## Data excerpts
▽

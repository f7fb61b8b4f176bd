// Copyright (c) 2025 Geoffrey Huntley <ghuntley@ghuntley.com>. All rights reserved.
// SPDX-License-Identifier: Proprietary

//! Evaluation request payload.

use serde::Serialize;

/// Action used when a caller does not name one.
pub const DEFAULT_ACTION: &str = "execute";

/// Exclusive upper bound on principal and asset identifier length.
pub const MAX_ID_LEN: usize = 256;

/// The actor whose access is being evaluated.
#[derive(Debug, Clone, PartialEq, Eq, Serialize)]
#[serde(rename_all = "camelCase")]
pub struct Principal {
	pub id: String,
	pub device_id: String,
}

impl Principal {
	pub fn new(id: impl Into<String>, device_id: impl Into<String>) -> Self {
		Self {
			id: id.into(),
			device_id: device_id.into(),
		}
	}
}

/// One authorization question.
///
/// Queries are correlated with decisions by position, so the order in which
/// they are pushed into an [`EvaluationRequest`] matters.
#[derive(Debug, Clone, PartialEq, Eq, Serialize)]
#[serde(rename_all = "camelCase")]
pub struct Query {
	#[serde(skip_serializing_if = "Option::is_none")]
	pub asset_id: Option<String>,
	pub action: String,
}

impl Query {
	pub fn new(asset_id: Option<impl Into<String>>, action: impl Into<String>) -> Self {
		Self {
			asset_id: asset_id.map(Into::into),
			action: action.into(),
		}
	}

	/// Builds a query, falling back to [`DEFAULT_ACTION`] when `action` is absent.
	pub fn with_default_action(asset_id: Option<&str>, action: Option<&str>) -> Self {
		Self {
			asset_id: asset_id.map(str::to_string),
			action: action.unwrap_or(DEFAULT_ACTION).to_string(),
		}
	}
}

/// Body of `POST /access/v2/evaluations`.
#[derive(Debug, Clone, PartialEq, Eq, Serialize)]
pub struct EvaluationRequest {
	pub principal: Principal,
	pub queries: Vec<Query>,
}

impl EvaluationRequest {
	pub fn new(principal: Principal, queries: Vec<Query>) -> Self {
		Self { principal, queries }
	}

	pub fn to_json(&self) -> serde_json::Result<String> {
		serde_json::to_string(self)
	}
}

/// Returns true if `principal_id` is non-empty and shorter than [`MAX_ID_LEN`].
pub fn validate_principal_id(principal_id: &str) -> bool {
	!principal_id.is_empty() && principal_id.len() < MAX_ID_LEN
}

△

## About this exercise
A complete, exact copy of the material above is the expected answer.

## Written answer
repository f7fb61b8b4f176bd
// Copyright (c) 2025 Geoffrey Huntley <ghuntley@ghuntley.com>. All rights reserved.
// SPDX-License-Identifier: Proprietary

//! Evaluation request payload.

use serde::Serialize;

/// Action used when a caller does not name one.
pub const DEFAULT_ACTION: &str = "execute";

/// Exclusive upper bound on principal and asset identifier length.
pub const MAX_ID_LEN: usize = 256;

/// The actor whose access is being evaluated.
#[derive(Debug, Clone, PartialEq, Eq, Serialize)]
#[serde(rename_all = "camelCase")]
pub struct Principal {
	pub id: String,
	pub device_id: String,
}

impl Principal {
	pub fn new(id: impl Into<String>, device_id: impl Into<String>) -> Self {
		Self {
			id: id.into(),
			device_id: device_id.into(),
		}
	}
}

/// One authorization question.
///
/// Queries are correlated with decisions by position, so the order in which
/// they are pushed into an [`EvaluationRequest`] matters.
#[derive(Debug, Clone, PartialEq, Eq, Serialize)]
#[serde(rename_all = "camelCase")]
pub struct Query {
	#[serde(skip_serializing_if = "Option::is_none")]
	pub asset_id: Option<String>,
	pub action: String,
}

impl Query {
	pub fn new(asset_id: Option<impl Into<String>>, action: impl Into<String>) -> Self {
		Self {
			asset_id: asset_id.map(Into::into),
			action: action.into(),
		}
	}

	/// Builds a query, falling back to [`DEFAULT_ACTION`] when `action` is absent.
	pub fn with_default_action(asset_id: Option<&str>, action: Option<&str>) -> Self {
		Self {
			asset_id: asset_id.map(str::to_string),
			action: action.unwrap_or(DEFAULT_ACTION).to_string(),
		}
	}
}

/// Body of `POST /access/v2/evaluations`.
#[derive(Debug, Clone, PartialEq, Eq, Serialize)]
pub struct EvaluationRequest {
	pub principal: Principal,
	pub queries: Vec<Query>,
}

impl EvaluationRequest {
	pub fn new(principal: Principal, queries: Vec<Query>) -> Self {
		Self { principal, queries }
	}

	pub fn to_json(&self) -> serde_json::Result<String> {
		serde_json::to_string(self)
	}
}

/// Returns true if `principal_id` is non-empty and shorter than [`MAX_ID_LEN`].
pub fn validate_principal_id(principal_id: &str) -> bool {
	!principal_id.is_empty() && principal_id.len() < MAX_ID_LEN
}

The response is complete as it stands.